Пока, стоя у окна, я мысленно еду по неизвестному мне шоссе почему-то к себе домой, в моей памяти одна за другой возникают картины прожитой жизни, картины, в свое время как-то недостаточно оценённые в их большом и положительном значении.
Вспоминается группа деревенской молодежи, с которой наше «трудовое хозяйство» все самые голодные годы занималось предметами, философией и театром, готовя их к поступлению на «рабфак», читая лекции о Толстом и Соловьёве и ставя с ними Островского и Чехова.
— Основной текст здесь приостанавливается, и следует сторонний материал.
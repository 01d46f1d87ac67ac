mod common;

use common::{contracts, date, pre_authorizations, strings};
use mlr_core::temporal::{ValidityWindow, filter_within_intervals};
use mlr_model::columns::{GRANTED, IID, REQUEST_DATE};
use polars::prelude::{DataFrame, IntoLazy, SortMultipleOptions};

fn filtered(requests: &DataFrame, periods: &DataFrame) -> DataFrame {
    filter_within_intervals(
        requests.clone().lazy(),
        REQUEST_DATE,
        periods.clone().lazy(),
        ValidityWindow::CONTRACT,
    )
    .collect()
    .unwrap()
}

#[test]
fn endpoints_are_inclusive() {
    let periods = contracts(&[("Acme", date(2023, 1, 1), date(2023, 12, 31))]);
    let requests = pre_authorizations(&[
        ("Acme", date(2022, 12, 31), 1.0, "before"),
        ("Acme", date(2023, 1, 1), 2.0, "start"),
        ("Acme", date(2023, 7, 1), 3.0, "middle"),
        ("Acme", date(2023, 12, 31), 4.0, "end"),
        ("Acme", date(2024, 1, 1), 5.0, "after"),
    ]);

    let kept = filtered(&requests, &periods);
    assert_eq!(
        strings(&kept, IID),
        vec![
            Some("start".to_string()),
            Some("middle".to_string()),
            Some("end".to_string())
        ]
    );
}

#[test]
fn groups_without_contract_are_dropped() {
    let periods = contracts(&[("Acme", date(2023, 1, 1), date(2023, 12, 31))]);
    let requests = pre_authorizations(&[
        ("Acme", date(2023, 3, 1), 10.0, "a"),
        ("Globex", date(2023, 3, 1), 20.0, "g"),
    ]);

    let kept = filtered(&requests, &periods);
    assert_eq!(kept.height(), 1);
    assert_eq!(strings(&kept, IID), vec![Some("a".to_string())]);
}

#[test]
fn overlapping_periods_fan_out() {
    let periods = contracts(&[
        ("Acme", date(2023, 1, 1), date(2023, 12, 31)),
        ("Acme", date(2023, 6, 1), date(2024, 5, 31)),
    ]);
    let requests = pre_authorizations(&[
        ("Acme", date(2023, 3, 1), 10.0, "single"),
        ("Acme", date(2023, 7, 1), 20.0, "double"),
    ]);

    let kept = filtered(&requests, &periods)
        .sort([IID], SortMultipleOptions::default())
        .unwrap();
    assert_eq!(
        strings(&kept, IID),
        vec![
            Some("double".to_string()),
            Some("double".to_string()),
            Some("single".to_string())
        ]
    );
    let total: f64 = kept
        .column(GRANTED)
        .unwrap()
        .f64()
        .unwrap()
        .into_iter()
        .flatten()
        .sum();
    assert!((total - 50.0).abs() < 1e-9);
}

#[test]
fn enrollment_window_joins_on_legacy_code() {
    let windows = common::enrollees(&[("M-1", 1, date(2023, 2, 1), date(2023, 2, 28))]);
    let requests = pre_authorizations(&[
        ("Family Scheme", date(2023, 2, 28), 5.0, "M-1"),
        ("Family Scheme", date(2023, 3, 1), 6.0, "M-1"),
        ("Family Scheme", date(2023, 2, 10), 7.0, "M-2"),
    ]);

    let kept = filter_within_intervals(
        requests.lazy(),
        REQUEST_DATE,
        windows.lazy(),
        ValidityWindow::ENROLLMENT,
    )
    .collect()
    .unwrap();
    assert_eq!(kept.height(), 1);
    let granted: Vec<Option<f64>> = kept.column(GRANTED).unwrap().f64().unwrap().into_iter().collect();
    assert_eq!(granted, vec![Some(5.0)]);
}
Вспоминается их изумительная энергия, непонятная работоспособность, совершенно чудовищная память, для которой пустяк в 3—4 дня среди тяжелой крестьянской работы выучить громадную роль и прочесть толстую, трудную книгу; их горячий энтузиазм знания, их быстрый духовный рост, их страстная жажда понять окружающую жизнь — и всё это в каком-то новом гордом чувстве призванных и законных хозяев жизни. При этом, однако, ни тени заносчивости, наоборот — величайшая скромность и трогательнейшая благодарность. В самую горячую пору приходили они по праздникам «откосить» нам за преподанные им геометрию, алгебру и немецкий язык. Назвать эту молодежь большевистскою было бы, конечно, совершенно неверно, но всё же: появилась ли бы она в деревне и без большевистской бучи — ещё очень и очень большой вопрос.
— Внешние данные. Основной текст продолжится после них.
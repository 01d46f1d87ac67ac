//! Catalogue of the nine source tables and the columns each must carry.
//!
//! Every pipeline stage projects only the columns declared here, so extra
//! warehouse columns never reach a join.

use std::fmt;

use serde::{Deserialize, Serialize};

use crate::columns::{
    AMOUNT, APPROVED_AMOUNT, COMPANY_NAME, COUNT_OF_FAMILY, COUNT_OF_INDIVIDUAL, DESCRIPTION,
    EFFECTIVE_DATE, ENCOUNTER_DATE_FROM, END_DATE, FAMILY_PRICE, FROM, GRANTED, GROUP_ID,
    GROUPNAME, IID, INDIVIDUAL_PRICE, IS_CURRENT, LEGACY_CODE, MAX_NUM_DEPENDANT, MEMBER_ID,
    NHIS_GROUP_ID, PLAN_ID, PLAN_NAME, REQUEST_DATE, START_DATE, TERMINATION_DATE,
};

/// Logical type a source column must be normalizable to.
#[derive(Debug, Clone, Copy, PartialEq, Eq, Serialize, Deserialize)]
#[serde(rename_all = "lowercase")]
pub enum ColumnKind {
    /// Free text or identifier; integers are cast to their string form.
    Text,
    /// 64-bit integer identifier or count.
    Integer,
    /// 64-bit float amount.
    Decimal,
    /// Date or datetime.
    Timestamp,
    /// String flag compared literally against "true".
    Flag,
}

impl ColumnKind {
    pub fn as_str(self) -> &'static str {
        match self {
            Self::Text => "text",
            Self::Integer => "integer",
            Self::Decimal => "decimal",
            Self::Timestamp => "timestamp",
            Self::Flag => "flag",
        }
    }
}

impl fmt::Display for ColumnKind {
    fn fmt(&self, f: &mut fmt::Formatter<'_>) -> fmt::Result {
        f.write_str(self.as_str())
    }
}

/// A required column of a source table.
#[derive(Debug, Clone, Copy, PartialEq, Eq)]
pub struct ColumnSpec {
    pub name: &'static str,
    pub kind: ColumnKind,
}

const fn spec(name: &'static str, kind: ColumnKind) -> ColumnSpec {
    ColumnSpec { name, kind }
}

const GROUP_CONTRACT_COLUMNS: &[ColumnSpec] = &[
    spec(GROUPNAME, ColumnKind::Text),
    spec(START_DATE, ColumnKind::Timestamp),
    spec(END_DATE, ColumnKind::Timestamp),
];

const PRE_AUTHORIZATION_COLUMNS: &[ColumnSpec] = &[
    spec(GROUPNAME, ColumnKind::Text),
    spec(REQUEST_DATE, ColumnKind::Timestamp),
    spec(GRANTED, ColumnKind::Decimal),
    spec(IID, ColumnKind::Text),
];

const CLAIM_COLUMNS: &[ColumnSpec] = &[
    spec(NHIS_GROUP_ID, ColumnKind::Text),
    spec(APPROVED_AMOUNT, ColumnKind::Decimal),
    spec(ENCOUNTER_DATE_FROM, ColumnKind::Timestamp),
];

const GROUP_DIRECTORY_COLUMNS: &[ColumnSpec] = &[
    spec(GROUP_ID, ColumnKind::Text),
    spec(GROUPNAME, ColumnKind::Text),
];

const DEBIT_NOTE_COLUMNS: &[ColumnSpec] = &[
    spec(COMPANY_NAME, ColumnKind::Text),
    spec(FROM, ColumnKind::Timestamp),
    spec(AMOUNT, ColumnKind::Decimal),
    spec(DESCRIPTION, ColumnKind::Text),
];

const ACTIVE_ENROLLEE_COLUMNS: &[ColumnSpec] = &[
    spec(LEGACY_CODE, ColumnKind::Text),
    spec(MEMBER_ID, ColumnKind::Integer),
    spec(EFFECTIVE_DATE, ColumnKind::Timestamp),
    spec(TERMINATION_DATE, ColumnKind::Timestamp),
];

const MEMBER_PLAN_COLUMNS: &[ColumnSpec] = &[
    spec(MEMBER_ID, ColumnKind::Integer),
    spec(PLAN_ID, ColumnKind::Integer),
    spec(IS_CURRENT, ColumnKind::Flag),
];

const GROUP_PLAN_COLUMNS: &[ColumnSpec] = &[
    spec(PLAN_ID, ColumnKind::Integer),
    spec(GROUP_ID, ColumnKind::Integer),
    spec(INDIVIDUAL_PRICE, ColumnKind::Decimal),
    spec(FAMILY_PRICE, ColumnKind::Decimal),
    spec(COUNT_OF_INDIVIDUAL, ColumnKind::Integer),
    spec(COUNT_OF_FAMILY, ColumnKind::Integer),
    spec(MAX_NUM_DEPENDANT, ColumnKind::Integer),
];

const PLAN_COLUMNS: &[ColumnSpec] = &[
    spec(PLAN_ID, ColumnKind::Integer),
    spec(PLAN_NAME, ColumnKind::Text),
];

/// The nine tables the warehouse loader must supply for a run.
#[derive(Debug, Clone, Copy, PartialEq, Eq, PartialOrd, Ord, Hash, Serialize, Deserialize)]
#[serde(rename_all = "snake_case")]
pub enum TableKind {
    GroupContract,
    PreAuthorization,
    Claims,
    GroupDirectory,
    DebitNote,
    ActiveEnrollee,
    MemberPlan,
    GroupPlan,
    Plan,
}

impl TableKind {
    pub const ALL: [TableKind; 9] = [
        TableKind::GroupContract,
        TableKind::PreAuthorization,
        TableKind::Claims,
        TableKind::GroupDirectory,
        TableKind::DebitNote,
        TableKind::ActiveEnrollee,
        TableKind::MemberPlan,
        TableKind::GroupPlan,
        TableKind::Plan,
    ];

    /// Table name in the source warehouse, also used as the CSV file stem.
    pub fn warehouse_name(self) -> &'static str {
        match self {
            Self::GroupContract => "group_contract",
            Self::PreAuthorization => "total_pa_procedures",
            Self::Claims => "claims",
            Self::GroupDirectory => "all_group",
            Self::DebitNote => "debit_note",
            Self::ActiveEnrollee => "all_active_member",
            Self::MemberPlan => "member_plans",
            Self::GroupPlan => "group_plan",
            Self::Plan => "plans",
        }
    }

    pub fn description(self) -> &'static str {
        match self {
            Self::GroupContract => "Contract periods per client group",
            Self::PreAuthorization => "Pre-authorization requests with granted amounts",
            Self::Claims => "Claim encounters with approved amounts",
            Self::GroupDirectory => "Group id to group name directory",
            Self::DebitNote => "Billed premium (debit notes)",
            Self::ActiveEnrollee => "Active members with enrollment windows",
            Self::MemberPlan => "Member to plan assignments",
            Self::GroupPlan => "Plan pricing per group",
            Self::Plan => "Plan names",
        }
    }

    pub fn required_columns(self) -> &'static [ColumnSpec] {
        match self {
            Self::GroupContract => GROUP_CONTRACT_COLUMNS,
            Self::PreAuthorization => PRE_AUTHORIZATION_COLUMNS,
            Self::Claims => CLAIM_COLUMNS,
            Self::GroupDirectory => GROUP_DIRECTORY_COLUMNS,
            Self::DebitNote => DEBIT_NOTE_COLUMNS,
            Self::ActiveEnrollee => ACTIVE_ENROLLEE_COLUMNS,
            Self::MemberPlan => MEMBER_PLAN_COLUMNS,
            Self::GroupPlan => GROUP_PLAN_COLUMNS,
            Self::Plan => PLAN_COLUMNS,
        }
    }

    /// Look up a table by its warehouse name (case-insensitive).
    pub fn from_warehouse_name(name: &str) -> Option<Self> {
        let trimmed = name.trim();
        Self::ALL
            .into_iter()
            .find(|kind| kind.warehouse_name().eq_ignore_ascii_case(trimmed))
    }
}

impl fmt::Display for TableKind {
    fn fmt(&self, f: &mut fmt::Formatter<'_>) -> fmt::Result {
        f.write_str(self.warehouse_name())
    }
}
Вспоминается и другое. Низкая, темная жаркая чайная. На стенах обязательные портреты Ленина и Троцкого. Терпкий запах махорки и овчины. Всё полно народу. Много седых, кудластых голов и бород. Молодой, развязный, но очевидно глупый уездный агитатор хлёстко и задорно ведёт антицерковную агитацию. «Никакого бессмертия души, товарищи, быть не может, акромя обмена круговращения. Сгниет человек, удобрит землю, и вырастет на могиле, к примеру сказать — куст сирени».
«Дурак, — прерывает оратора сиплый голос старого кузнеца, — да скажи ты мне на милость, какая же для твоей души может быть разница, быть ей навозом или быть кустом... Кустом, да этакое бессмертие и сорока на хвосте унесёт». Вся чайная громко хохочет и явно одобряет кузнеца. Но молодой оратор не смущается. Быстро меняя тему, он так же развязно продолжает:
«Опять говорю я, церковь; какая такая может быть святая церковь, когда известно, в государстве российском каждый третий поп пьяница».
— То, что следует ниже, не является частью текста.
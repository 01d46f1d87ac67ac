//! Shared utilities for MLR crates.
//!
//! This crate provides Polars `AnyValue` helpers used by both the engine
//! and the reporting layer.

pub mod polars;

pub use polars::{
    any_to_f64, any_to_string, column_strings, format_amount, format_numeric, format_ratio,
    parse_f64,
};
«А хоть бы и всё, — снова вступается кузнец, протискиваясь, очевидно для убедительности, ближе к оратору. — Ты вот во что вникни, — кто в попе пьёт. Если человек выпьет, этот грех ему завсегда простится, мы же в батюшке не человека чтим, а сан. Что мне за дело, ежели портки поповские напьются, была бы ряса трезва, так-то, милый!»
Приезжий оратор окончательно убит. Чайная в полном восторге. Кузнец победоносно возвращается к своему столу, и всюду слышны голоса: «Ну, и дядя Иван, в лоск... Ей Богу, в лоск».
Спору нет, большевик в дураках, но большая и спорная тема: не в спорах ли с большевистскою жизнью окреп доморощенный ум кузнеца Ивана...
Небольшая писательская квартира, чадит железная печка, холодно. Кто в драповом пальто, кто в фуфайке, многие в валенках. На чайном столе ржаной символ прежних пирогов и печений и изобретение революции, керосиновая свеча. В комнате почти вся философствующая и пишущая Москва. Иногда до 30—40 человек. Жизнь у всех ужасная, а настроение бодрое и в корне, по крайней мере, — творческое, во многих отношениях, быть может, более существенное и подлинное, чем было раньше, в мирные, рыхлые, довоенные годы.
Весь вагон давно спит, лишь мы с женой стоим у окна. Я смотрю в чёрную ночь и страницу за страницей листаю свои воспоминания за пять безумных лет. И странно, чем дальше я листаю их, тем дальше отодвигается от души приближающаяся ко мне разумная Европа, тем значительнее вырисовывается в памяти удаляющаяся от меня безумная Россия.
Через три часа Рига. Подъезжаю к ней со страшным волнением и в очень сложных чувствах. За годы войны этот, всячески чужой, благоразумный город медленных, скрипучемозглых латышей, онемеченных европейских купцов и офранцуженных немецких баронов как-то странно сросся с душою.